26.9.12

Training Resilience

I first encountered the idea of resilience as a construct in Resilience: Queer Professors from the Working Class. It is cast there--and in other books with words like "trauma" in the title--as a personality trait that can only be achieved retroactively. That is, you can't just decide to be resilient. It's like the Greek idea of honor. You can't bestow honor on yourself. Someone else has to give it to you. And if my quickie lit review gives any sketch to the theoretical landscape, pain gives us resilience. There's no prior method, no preceding knowledge. Resilience is the outcome of cumulative painful negotiations. (I am not, by the way, in agreement that "that which does not kill us makes us stronger." In fact, that which does not kill us makes us too weak to fend off the next attack.)

I'm unsatisfied with the idea that we can't--that I can't--operationalize coping enough to make it pedagogically useful. What I see is that many good young teachers leave teaching before they've developed the resilience it requires. The burnout rate for public school teachers is still something like three years. (And with as many strictures as they face, it's no wonder.) In many cases, resilience can mask psychologically dangerous situations, but it's a fact of teaching: there's risk, emotional and psychological, so there's the potential for trauma (such as it is; ask me how I feel about blue-collar jobs and injuries if you really want to know how I feel).

The best methods I can come up with for training resilience in new teachers are 1) authentic professional development and 2) collaboration; that is, by asking young scholars to engage in the types of situations they would as professionals, they take risks and develop resilience, because rejection is a fact. I was crushed when someone said something snarky to me at my first academic conference. Now, though, not so much. But it took many conferences, many perceived slights, endless agonized evenings over student papers and emails--running class discussions through my memory to focus in on potential problems--to get there. I'm poking my way through Collaborative Resilience: Moving through Crisis to Opportunity (Goldstein 2012) tonight, and it seems that community is as important as ever. Community in my context implicates cohort building and peer mentoring. I hope I'm offering analog opportunities to my students, but it's nice to get confirmation that our approach is useful beyond community building.

24.9.12

It's Okay to Go

I've put off writing here, but I've been writing everywhere else. Chances are, you've gotten email from me recently. Today. In the last 20 minutes. Email is our communicative currency. We're just symbol trading monkeys anyway, but now we can trade really fast.

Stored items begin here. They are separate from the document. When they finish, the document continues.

//! Post page fixtures and mock server helpers

use hikr_dl::{PhotoId, UrlTemplates};
use wiremock::matchers::{method, path};
use wiremock::{Mock, MockServer, ResponseTemplate};

/// Bytes served as the image body
pub const JPEG_BYTES: &[u8] = &[0xFF, 0xD8, 0xFF, 0xE0, 0x00, 0x10, b'J', b'F', b'I', b'F'];

/// Post page shaped like a real hikr photo page
pub fn post_page(photo_id: PhotoId, title: &str) -> String {
    format!(
        r#"<!DOCTYPE html>
<html>
<head><title>{title} - hikr.org</title></head>
<body>
<div id="header"><a href="/">hikr</a> <a href="/tour/">Tours</a></div>
<div class="div13">
  <h1><a href="/gallery/photo{photo_id}.html" class="title">{title}</a></h1>
  <div class="user">Photo by <a href="/user/someone/">someone</a></div>
</div>
<div class="footer"><a href="/about/">About</a></div>
</body>
</html>"#
    )
}

/// Path component of a URL produced by the default templates
fn url_path(url: &str) -> String {
    let without_scheme = url.split_once("://").map(|(_, rest)| rest).unwrap_or(url);
    match without_scheme.find('/') {
        Some(pos) => without_scheme[pos..].to_string(),
        None => "/".to_string(),
    }
}

/// Request path for the image of `id`
pub fn image_path(id: PhotoId) -> String {
    url_path(&UrlTemplates::default().image_url(id))
}

/// Request path for the post page of `id`
pub fn post_path(id: PhotoId) -> String {
    url_path(&UrlTemplates::default().post_url(id))
}

/// Serve a complete photo: image and titled post page
pub async fn mount_photo(server: &MockServer, id: PhotoId, title: &str) {
    Mock::given(method("GET"))
        .and(path(image_path(id)))
        .respond_with(ResponseTemplate::new(200).set_body_bytes(JPEG_BYTES))
        .mount(server)
        .await;
    Mock::given(method("GET"))
        .and(path(post_path(id)))
        .respond_with(ResponseTemplate::new(200).set_body_string(post_page(id, title)))
        .mount(server)
        .await;
}

/// Serve a photo whose image has been deleted
pub async fn mount_missing_image(server: &MockServer, id: PhotoId, title: &str) {
    Mock::given(method("GET"))
        .and(path(image_path(id)))
        .respond_with(ResponseTemplate::new(404).set_body_string("Not Found"))
        .mount(server)
        .await;
    Mock::given(method("GET"))
        .and(path(post_path(id)))
        .respond_with(ResponseTemplate::new(200).set_body_string(post_page(id, title)))
        .mount(server)
        .await;
}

Today, in the class I teach, we talked about what to do after the MA is finished. The only options are not 1) enter another graduate program or 2) enter the academic job market. But young scholars are often made to feel that leaving academia--even if they plan to return later--is some kind of once-out-never-in deal.

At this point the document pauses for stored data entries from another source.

//! The download loop
//!
//! One strictly sequential pass over N sampled photo IDs. Each iteration:
//!
//! 1. builds the image and post URLs for its ID,
//! 2. downloads them to `img/img<i>.jpg` and `html/post<i>.html`,
//! 3. skips (removing both files) on a 404 or transport failure,
//! 4. extracts the title from the saved post page,
//! 5. renames the image to `img/<title>.jpg`.
//!
//! Skipped iterations are not replaced, so a run of N may save fewer than N
//! images. The post page stays on disk once it has been read.

use crate::config::{Config, RenamePolicy};
use crate::error::{Error, Result};
use crate::extract::extract_title;
use crate::fetcher::{Fetcher, HttpFetcher};
use crate::ids::IdGenerator;
use crate::types::{
    DownloadTarget, FetchResult, FetchStatus, IterationOutcome, PhotoId, Resource, RunSummary,
    SkipReason,
};
use crate::urls::UrlTemplates;
use crate::utils::{
    ensure_directory, is_transient_image_name, next_free_path, remove_transient,
    resolve_destination, title_file_name, transient_image_name,
};
use std::path::{Path, PathBuf};


/// Downloads randomly sampled photos and names them after their post titles
pub struct PhotoDownloader<F: Fetcher = HttpFetcher> {
    config: Config,
    fetcher: F,
    urls: UrlTemplates,
    ids: IdGenerator,
}

impl PhotoDownloader<HttpFetcher> {
    /// Create a downloader using the real HTTP client
    ///
    /// Fails with [`Error::ClientInit`] if the client cannot be built, or as
    /// [`with_fetcher`](Self::with_fetcher) does for an invalid config.
    pub fn new(config: Config) -> Result<Self> {
        let fetcher = HttpFetcher::new(&config)?;
        Self::with_fetcher(config, fetcher)
    }
}

impl<F: Fetcher> PhotoDownloader<F> {
    /// Create a downloader around any [`Fetcher`]
    ///
    /// Validates `config` first.
    pub fn with_fetcher(config: Config, fetcher: F) -> Result<Self> {
        config.validate()?;

        let ids = match config.seed {
            Some(seed) => IdGenerator::with_seed(config.id_lower_bound, config.id_span, seed)?,
            None => IdGenerator::from_clock(config.id_lower_bound, config.id_span)?,
        };
        let urls = UrlTemplates::new(&config.image_base_url, &config.post_base_url);

        Ok(Self {
            config,
            fetcher,
            urls,
            ids,
        })
    }

    /// Active configuration
    pub fn config(&self) -> &Config {
        &self.config
    }

    /// Attempt `count` downloads
    ///
    /// Returns `Err` only for conditions that abort the whole run: missing
    /// working directories, an unallocatable ID list, a local file that cannot
    /// be created, or a downloaded post page that cannot be read back. Every
    /// other failure is recorded as a skipped iteration.
    pub async fn run(&mut self, count: usize) -> Result<RunSummary> {
        ensure_directory(&self.config.img_dir)?;
        ensure_directory(&self.config.html_dir)?;

        let mut outcomes = Vec::new();
        outcomes
            .try_reserve_exact(count)
            .map_err(|_| Error::IdAllocation { requested: count })?;
        let ids = self.ids.generate(count)?;
        let mut summary = RunSummary {
            requested: count,
            outcomes,
        };

        for (index, photo_id) in ids.into_iter().enumerate() {
            if index > 0 && !self.config.request_delay.is_zero() {
                tokio::time::sleep(self.config.request_delay).await;
            }

            let outcome = self.process(index, photo_id).await?;
            match &outcome {
                IterationOutcome::Saved { title, path, .. } => {
                    tracing::info!(
                        iteration = index,
                        photo_id = %photo_id,
                        title = %title,
                        path = %path.display(),
                        "Saved photo"
                    );
                }
                IterationOutcome::Skipped { reason, .. } => {
                    tracing::warn!(
                        iteration = index,
                        photo_id = %photo_id,
                        reason = %reason,
                        "Skipped photo"
                    );
                }
            }
            summary.outcomes.push(outcome);
        }

        tracing::info!(
            requested = summary.requested,
            saved = summary.saved(),
            skipped = summary.skipped(),
            "Run complete"
        );
        Ok(summary)
    }

    /// Run a single iteration for `photo_id` at loop position `index`
    pub async fn process(&self, index: usize, photo_id: PhotoId) -> Result<IterationOutcome> {
        let image = DownloadTarget::new(self.urls.image_url(photo_id), self.image_path(index));
        let post = DownloadTarget::new(self.urls.post_url(photo_id), self.post_path(index));

        tracing::debug!(iteration = index, photo_id = %photo_id, "Fetching photo");
        let image_result = self.fetcher.fetch(&image).await?;
        let post_result = self.fetcher.fetch(&post).await?;

        let skipped = |reason| IterationOutcome::Skipped {
            index,
            photo_id,
            reason,
        };

        if let Some(reason) = fetch_skip_reason(&image_result, &post_result) {
            remove_transient(&image.path).await;
            remove_transient(&post.path).await;
            return Ok(skipped(reason));
        }

        let html = tokio::fs::read(&post.path)
            .await
            .map_err(|source| Error::PostPageUnreadable {
                path: post.path.clone(),
                source,
            })?;

        let title = match extract_title(&html) {
            Ok(title) => title,
            Err(e) => {
                remove_transient(&image.path).await;
                return Ok(skipped(SkipReason::Extraction(e)));
            }
        };

        match self.save_image(&image.path, &title).await {
            Ok(path) => Ok(IterationOutcome::Saved {
                index,
                photo_id,
                title,
                path,
            }),
            Err(e) => {
                remove_transient(&image.path).await;
                let reason = match e {
                    Error::InvalidTitle { reason, .. } => SkipReason::InvalidTitle(reason),
                    Error::FileCollision { path } => SkipReason::Collision(path),
                    other => SkipReason::RenameFailed(other.to_string()),
                };
                Ok(skipped(reason))
            }
        }
    }

    /// Move the transient image to `<img_dir>/<title>.jpg`
    ///
    /// A title that spells a transient name (`img<digits>`) would be clobbered
    /// by a later iteration's download, so it only gets through with a suffix
    /// under [`RenamePolicy::Rename`].
    async fn save_image(&self, transient: &Path, title: &str) -> Result<PathBuf> {
        let file_name = title_file_name(title)?;
        let desired = self.config.img_dir.join(&file_name);
        let destination = if is_transient_image_name(&file_name) {
            match self.config.rename_policy {
                RenamePolicy::Rename => next_free_path(&desired)?,
                RenamePolicy::Overwrite | RenamePolicy::Skip => {
                    return Err(Error::InvalidTitle {
                        title: title.to_string(),
                        reason: "title matches a temporary download name".to_string(),
                    });
                }
            }
        } else {
            resolve_destination(&desired, self.config.rename_policy)?
        };

        tokio::fs::rename(transient, &destination)
            .await
            .map_err(|e| Error::Rename {
                from: transient.to_path_buf(),
                to: destination.clone(),
                reason: e.to_string(),
            })?;

        Ok(destination)
    }

    fn image_path(&self, index: usize) -> PathBuf {
        self.config.img_dir.join(transient_image_name(index))
    }

    fn post_path(&self, index: usize) -> PathBuf {
        self.config.html_dir.join(format!("post{}.html", index))
    }
}

/// Decide from the two fetch results whether the iteration must be skipped
///
/// Only 404s and transport failures skip; other statuses (500 and friends)
/// carry on and are left to the title extractor.
fn fetch_skip_reason(image: &FetchResult, post: &FetchResult) -> Option<SkipReason> {
    for (resource, result) in [(Resource::Image, image), (Resource::Post, post)] {
        if result.is_not_found() {
            return Some(SkipReason::NotFound(resource));
        }
        if let FetchStatus::Transport(message) = &result.status {
            return Some(SkipReason::Transport {
                resource,
                message: message.clone(),
            });
        }
    }
    None
}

Well that's just not true. It may be the case that leaving academia and trying to return after a few years as an instructor presents a challenge, especially if the time has been spent doing work that can't directly influence or inform teaching and scholarship. But there's a big wide world out there, and sometimes the best lesson we can learn is how to find our place in it. Graduate school forces that consideration for some people. First we must know what we value and need to live happily. Then we can fit our careers and lifestyles into that plan. Certainly, jobs aren't always fun, and sometimes we have to take jobs that we hate to buy food. Of course. But disabusing new teachers and scholars of the notion of "academic-as-an-identity" (instead of "academic-as-an-approach") can be healthy, even if all it offers is an option for consideration. (Shout out to Teresa Hooper, whose fantastic conversation about academic identity I copied entirely in the previous sentence.) This point is especially relevant as I recall a conversation with a young woman last year: "Well, when I finish my MA, I want to have a baby, but I want to have it in May, so I can maybe adjunct in August, and they'd never have to know." It makes me sad that there are some institutions where her secret baby is a secret best kept close.

As job season ramps up and the jobs become ever-more contingent, I do wonder if this opting out isn't a form of self-advocacy.  It's a bit Timothy Leary, okay, but consider the power of placing well-trained teachers and scholars in public spaces. Teachers and scholars with knowledge of rhetorical situations and exigency and responsive (not reactive) discourse. These are exactly the people we need in the public sphere.